» Task directions
Search the material below for the word "Fingerprint" and copy every line in which it occurs.

» Available data

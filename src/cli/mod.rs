//! Text front-end for the three call controls.
pub mod command;

pub use command::Command;
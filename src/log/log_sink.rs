use crate::log::log_level::LogLevel;

/// Destination for trace lines. Implementations must never block the caller
/// for long and must never influence control flow.
pub trait LogSink: Send + Sync {
    fn log(&self, level: LogLevel, msg: &str, target: &'static str);
}
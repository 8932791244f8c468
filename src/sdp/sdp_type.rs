use std::{fmt, str::FromStr};

/// Role of a session description in the offer/answer exchange.
#[derive(Debug, Clone, Copy, PartialEq, Eq, Hash)]
pub enum SdpType {
    Offer,
    Answer,
}

impl fmt::Display for SdpType {
    fn fmt(&self, f: &mut fmt::Formatter<'_>) -> fmt::Result {
        f.write_str(match self {
            SdpType::Offer => "offer",
            SdpType::Answer => "answer",
        })
    }
}

impl FromStr for SdpType {
    type Err = ();
    fn from_str(s: &str) -> Result<Self, ()> {
        match s {
            "offer" => Ok(SdpType::Offer),
            "answer" => Ok(SdpType::Answer),
            _ => Err(()),
        }
    }
}
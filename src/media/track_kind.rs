use std::{fmt, str::FromStr};

/// Kind of a media track; also the media type of an SDP `m=` section.
#[derive(Debug, Clone, Copy, PartialEq, Eq, Hash)]
pub enum TrackKind {
    Audio,
    Video,
}

impl fmt::Display for TrackKind {
    fn fmt(&self, f: &mut fmt::Formatter<'_>) -> fmt::Result {
        f.write_str(match self {
            TrackKind::Audio => "audio",
            TrackKind::Video => "video",
        })
    }
}

impl FromStr for TrackKind {
    type Err = ();

    fn from_str(s: &str) -> Result<Self, ()> {
        match s {
            "audio" => Ok(TrackKind::Audio),
            "video" => Ok(TrackKind::Video),
            _ => Err(()),
        }
    }
}
use super::signaling_state::SignalingState;
use crate::{
    ice::{ConnectivityState, GatheringState, IceApplicationError, IceCandidate},
    media::MediaTrack,
    sdp::SdpType,
};

/// Notifications a connection publishes on its event channel, tagged with
/// its [`PeerId`](super::PeerId) by the sender.
#[derive(Debug, Clone)]
pub enum PeerEvent {
    SignalingStateChange(SignalingState),
    LocalDescriptionApplied(SdpType),
    RemoteDescriptionApplied(SdpType),
    /// A freshly gathered local candidate, to be trickled to the other side.
    IceCandidate(IceCandidate),
    /// Gathering finished; no further `IceCandidate` follows.
    EndOfCandidates,
    IceGatheringStateChange(GatheringState),
    /// A buffered remote candidate failed validation when it was flushed.
    CandidateRejected {
        candidate: IceCandidate,
        error: IceApplicationError,
    },
    ConnectivityChange(ConnectivityState),
    /// An inbound track is available. Sent once per remote track.
    Track(MediaTrack),
}
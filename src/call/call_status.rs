use std::fmt;

/// Overall state of the loopback call.
#[derive(Debug, Clone, Copy, PartialEq, Eq)]
pub enum CallStatus {
    /// Nothing acquired yet.
    Idle,
    /// Local media is captured and previewed.
    MediaReady,
    /// `call` was placed; negotiation or connectivity is in progress.
    Negotiating,
    /// Both connections report `connected`.
    Connected,
    /// `end` ran; capture is released.
    Ended,
}

impl fmt::Display for CallStatus {
    fn fmt(&self, f: &mut fmt::Formatter<'_>) -> fmt::Result {
        f.write_str(match self {
            CallStatus::Idle => "idle",
            CallStatus::MediaReady => "media-ready",
            CallStatus::Negotiating => "negotiating",
            CallStatus::Connected => "connected",
            CallStatus::Ended => "ended",
        })
    }
}
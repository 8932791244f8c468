use std::sync::mpsc;

use crate::log::{clock, log_level::LogLevel, log_msg::LogMsg, log_sink::LogSink};

/// Lightweight, cloneable handle to the process logger.
///
/// `LoggerHandle` is a thin, lock-free sink that enqueues `LogMsg` into a
/// bounded `SyncSender`. Calls to [`try_log`](Self::try_log) are non-blocking:
/// if the queue is full, the message is dropped and an error is returned.
#[derive(Clone)]
pub struct LoggerHandle {
    pub(super) tx: mpsc::SyncSender<LogMsg>,
}

impl LogSink for LoggerHandle {
    #[inline]
    fn log(&self, level: LogLevel, msg: &str, target: &'static str) {
        let _ = self.try_log(level, msg, target);
    }
}

impl LoggerHandle {
    /// Attempts to enqueue a trace line without blocking.
    ///
    /// The line is stamped with the time elapsed since process start.
    ///
    /// # Errors
    /// - `TrySendError::Full` when the bounded queue is at capacity.
    /// - `TrySendError::Disconnected` when the writer thread is gone.
    pub fn try_log<S: Into<String>>(
        &self,
        level: LogLevel,
        text: S,
        target: &'static str,
    ) -> Result<(), mpsc::TrySendError<LogMsg>> {
        self.tx
            .try_send(LogMsg::new(level, text, target, clock::since_start()))
    }
}
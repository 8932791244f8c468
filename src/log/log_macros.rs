//! Leveled logging macros over any [`LogSink`](crate::log::log_sink::LogSink).
//!
//! # Feature Flags
//! Levels are controlled by cargo features:
//! `log-trace`, `log-debug`, `log-info`, `log-warn`, `log-error`.
//!
//! If a feature is disabled, the corresponding macro expands to `()`, removing
//! all formatting and allocation overhead at compile time.

#[macro_export]
macro_rules! sink_log {
    ($sink:expr, $lvl:expr, $($arg:tt)*) => {{
        let __msg = format!($($arg)*);
        $sink.log($lvl, &__msg, module_path!());
    }};
}

// ---------------------- TRACE ----------------------
#[cfg(feature = "log-trace")]
#[macro_export]
macro_rules! sink_trace { ($sink:expr, $($arg:tt)*) => { $crate::sink_log!($sink, $crate::log::log_level::LogLevel::Trace, $($arg)*) } }

#[cfg(not(feature = "log-trace"))]
#[macro_export]
macro_rules! sink_trace {
    ($($arg:tt)*) => {
        ()
    };
}

// ---------------------- DEBUG ----------------------
#[cfg(feature = "log-debug")]
#[macro_export]
macro_rules! sink_debug { ($sink:expr, $($arg:tt)*) => { $crate::sink_log!($sink, $crate::log::log_level::LogLevel::Debug, $($arg)*) } }

#[cfg(not(feature = "log-debug"))]
#[macro_export]
macro_rules! sink_debug {
    ($($arg:tt)*) => {
        ()
    };
}

// ---------------------- INFO ----------------------
#[cfg(feature = "log-info")]
#[macro_export]
macro_rules! sink_info { ($sink:expr, $($arg:tt)*) => { $crate::sink_log!($sink, $crate::log::log_level::LogLevel::Info, $($arg)*) } }

#[cfg(not(feature = "log-info"))]
#[macro_export]
macro_rules! sink_info {
    ($($arg:tt)*) => {
        ()
    };
}

// ---------------------- WARN ----------------------
#[cfg(feature = "log-warn")]
#[macro_export]
macro_rules! sink_warn { ($sink:expr, $($arg:tt)*) => { $crate::sink_log!($sink, $crate::log::log_level::LogLevel::Warn, $($arg)*) } }

#[cfg(not(feature = "log-warn"))]
#[macro_export]
macro_rules! sink_warn {
    ($($arg:tt)*) => {
        ()
    };
}

// ---------------------- ERROR ----------------------
#[cfg(feature = "log-error")]
#[macro_export]
macro_rules! sink_error { ($sink:expr, $($arg:tt)*) => { $crate::sink_log!($sink, $crate::log::log_level::LogLevel::Error, $($arg)*) } }

#[cfg(not(feature = "log-error"))]
#[macro_export]
macro_rules! sink_error {
    ($($arg:tt)*) => {
        ()
    };
}
//! One side of the loopback call: the connection state machine, its
//! identity and the events it publishes.
pub mod peer_connection;
pub mod peer_event;
pub mod peer_id;
pub mod signaling_error;
pub mod signaling_state;

pub use peer_connection::{CandidateDisposition, PeerConnection};
pub use peer_event::PeerEvent;
pub use peer_id::PeerId;
pub use signaling_error::SignalingError;
pub use signaling_state::SignalingState;
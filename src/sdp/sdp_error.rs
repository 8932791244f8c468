use std::fmt;
use std::num::ParseIntError;

/// Why an SDP payload could not be read.
#[derive(Debug, Clone, PartialEq, Eq)]
pub enum SdpError {
    Missing(&'static str),
    Invalid(&'static str),
    ParseInt(ParseIntError),
}

impl From<ParseIntError> for SdpError {
    fn from(e: ParseIntError) -> Self {
        Self::ParseInt(e)
    }
}

impl fmt::Display for SdpError {
    fn fmt(&self, f: &mut fmt::Formatter<'_>) -> fmt::Result {
        match self {
            SdpError::Missing(msg) => write!(f, "Missing field: {msg}"),
            SdpError::Invalid(msg) => write!(f, "Invalid field: {msg}"),
            SdpError::ParseInt(e) => write!(f, "Parse int error: {e}"),
        }
    }
}

impl std::error::Error for SdpError {
    fn source(&self) -> Option<&(dyn std::error::Error + 'static)> {
        match self {
            SdpError::ParseInt(e) => Some(e),
            _ => None,
        }
    }
}
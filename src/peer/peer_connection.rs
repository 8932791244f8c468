//! The per-side connection state machine.
//!
//! A [`PeerConnection`] is driven from a single thread. Offer/answer calls
//! return their result directly; everything that happens "later" in a real
//! stack (candidate gathering, connectivity checks, inbound tracks) advances
//! on [`PeerConnection::tick`] and is published as a [`PeerEvent`] on the
//! shared event channel.

use std::collections::HashSet;
use std::sync::{Arc, mpsc::Sender};
use std::time::Instant;

use super::{
    peer_event::PeerEvent, peer_id::PeerId, signaling_error::SignalingError,
    signaling_state::SignalingState,
};
use crate::{
    ice::{
        ConnectivityState, GatheringState, IceApplicationError, IceCandidate,
        candidate_info::CandidateInfo,
        candidate_pair::CandidatePair,
        connectivity_checker::ConnectivityChecker,
        ice_credentials::IceCredentials,
        ice_gatherer::{GatherEvent, IceGatherer},
        ice_settings::IceSettings,
    },
    log::log_sink::LogSink,
    media::{MediaTrack, TrackKind},
    negotiation::offer_options::OfferOptions,
    sdp::{
        SdpError, SdpType, SessionDescription,
        fingerprint::Fingerprint,
        media_direction::MediaDirection,
        media_section::{MediaSection, Msid},
        sdp_builder::SdpBuilder,
        sdp_summary::SdpSummary,
    },
    sink_debug, sink_info, sink_warn, utils,
};

/// What `add_ice_candidate` did with a remote candidate.
#[derive(Debug, Clone, Copy, PartialEq, Eq)]
pub enum CandidateDisposition {
    /// Validated and handed to the connectivity checks.
    Applied,
    /// Held until both descriptions are applied.
    Buffered,
    /// The connection is closed; the candidate was ignored.
    Dropped,
}

pub struct PeerConnection {
    id: PeerId,
    state: SignalingState,
    logger: Arc<dyn LogSink>,
    events: Sender<(PeerId, PeerEvent)>,
    settings: IceSettings,

    credentials: IceCredentials,
    fingerprint: Fingerprint,
    session_id: u64,
    stream_id: String,

    outbound: Vec<MediaTrack>,
    inbound: Vec<MediaTrack>,
    /// Remote tracks announced by the remote description, surfaced once
    /// connectivity is established.
    announced_inbound: Vec<MediaTrack>,

    pending_local: Option<SessionDescription>,
    local_description: Option<SessionDescription>,
    local_sections: Vec<MediaSection>,
    remote_description: Option<SessionDescription>,
    remote_summary: Option<SdpSummary>,

    buffered: Vec<IceCandidate>,
    applied_remote: HashSet<String>,
    remote_end_of_candidates: bool,

    gatherer: IceGatherer,
    checker: ConnectivityChecker,
}
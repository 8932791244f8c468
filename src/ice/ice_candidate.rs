use super::{candidate_info::CandidateInfo, ice_error::IceApplicationError};
use crate::peer::PeerId;

/// A trickled candidate as it travels between the connections: the
/// `candidate:` attribute text plus the routing fields of
/// `RTCIceCandidateInit`, tagged with the connection that gathered it.
#[derive(Debug, Clone, PartialEq, Eq)]
pub struct IceCandidate {
    pub origin: PeerId,
    pub candidate: String,
    pub sdp_mid: Option<String>,
    pub sdp_mline_index: Option<u16>,
    pub username_fragment: Option<String>,
}

impl IceCandidate {
    #[must_use]
    pub fn new(origin: PeerId, info: &CandidateInfo, mid: &str, mline_index: u16, ufrag: &str) -> Self {
        Self {
            origin,
            candidate: info.to_string(),
            sdp_mid: Some(mid.to_owned()),
            sdp_mline_index: Some(mline_index),
            username_fragment: Some(ufrag.to_owned()),
        }
    }

    /// # Errors
    /// [`IceApplicationError::Malformed`] when the line does not parse.
    pub fn parse(&self) -> Result<CandidateInfo, IceApplicationError> {
        self.candidate
            .parse()
            .map_err(IceApplicationError::Malformed)
    }
}
use crate::config::Config;

/// Capture request: minimum video resolution and the kinds wanted.
#[derive(Debug, Clone, Copy, PartialEq, Eq)]
pub struct MediaConstraints {
    pub min_width: u32,
    pub min_height: u32,
    pub video: bool,
    pub audio: bool,
}

impl Default for MediaConstraints {
    /// 720p minimum with audio.
    fn default() -> Self {
        Self {
            min_width: 1280,
            min_height: 720,
            video: true,
            audio: true,
        }
    }
}

impl MediaConstraints {
    /// Reads the `[Media]` section.
    ///
    /// # Errors
    /// Returns the first invalid value.
    pub fn from_config(config: &Config) -> Result<Self, String> {
        let d = Self::default();
        Ok(Self {
            min_width: config.get_parsed("Media", "min_width", d.min_width)?,
            min_height: config.get_parsed("Media", "min_height", d.min_height)?,
            video: config.get_bool("Media", "video", d.video)?,
            audio: config.get_bool("Media", "audio", d.audio)?,
        })
    }

    /// Checks a device resolution against the minimums.
    ///
    /// Returns the first violated constraint as `(name, required, actual)`.
    #[must_use]
    pub fn violation(&self, width: u32, height: u32) -> Option<(&'static str, u32, u32)> {
        if width < self.min_width {
            Some(("minWidth", self.min_width, width))
        } else if height < self.min_height {
            Some(("minHeight", self.min_height, height))
        } else {
            None
        }
    }
}

#[cfg(test)]
mod tests {
    use super::*;

    #[test]
    fn violation_reports_width_before_height() {
        let c = MediaConstraints::default();
        assert_eq!(c.violation(1920, 1080), None);
        assert_eq!(c.violation(1280, 720), None);
        assert_eq!(c.violation(640, 480), Some(("minWidth", 1280, 640)));
        assert_eq!(c.violation(1280, 480), Some(("minHeight", 720, 480)));
    }
}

» Response to the exercise
        fingerprint::Fingerprint,
    fingerprint: Fingerprint,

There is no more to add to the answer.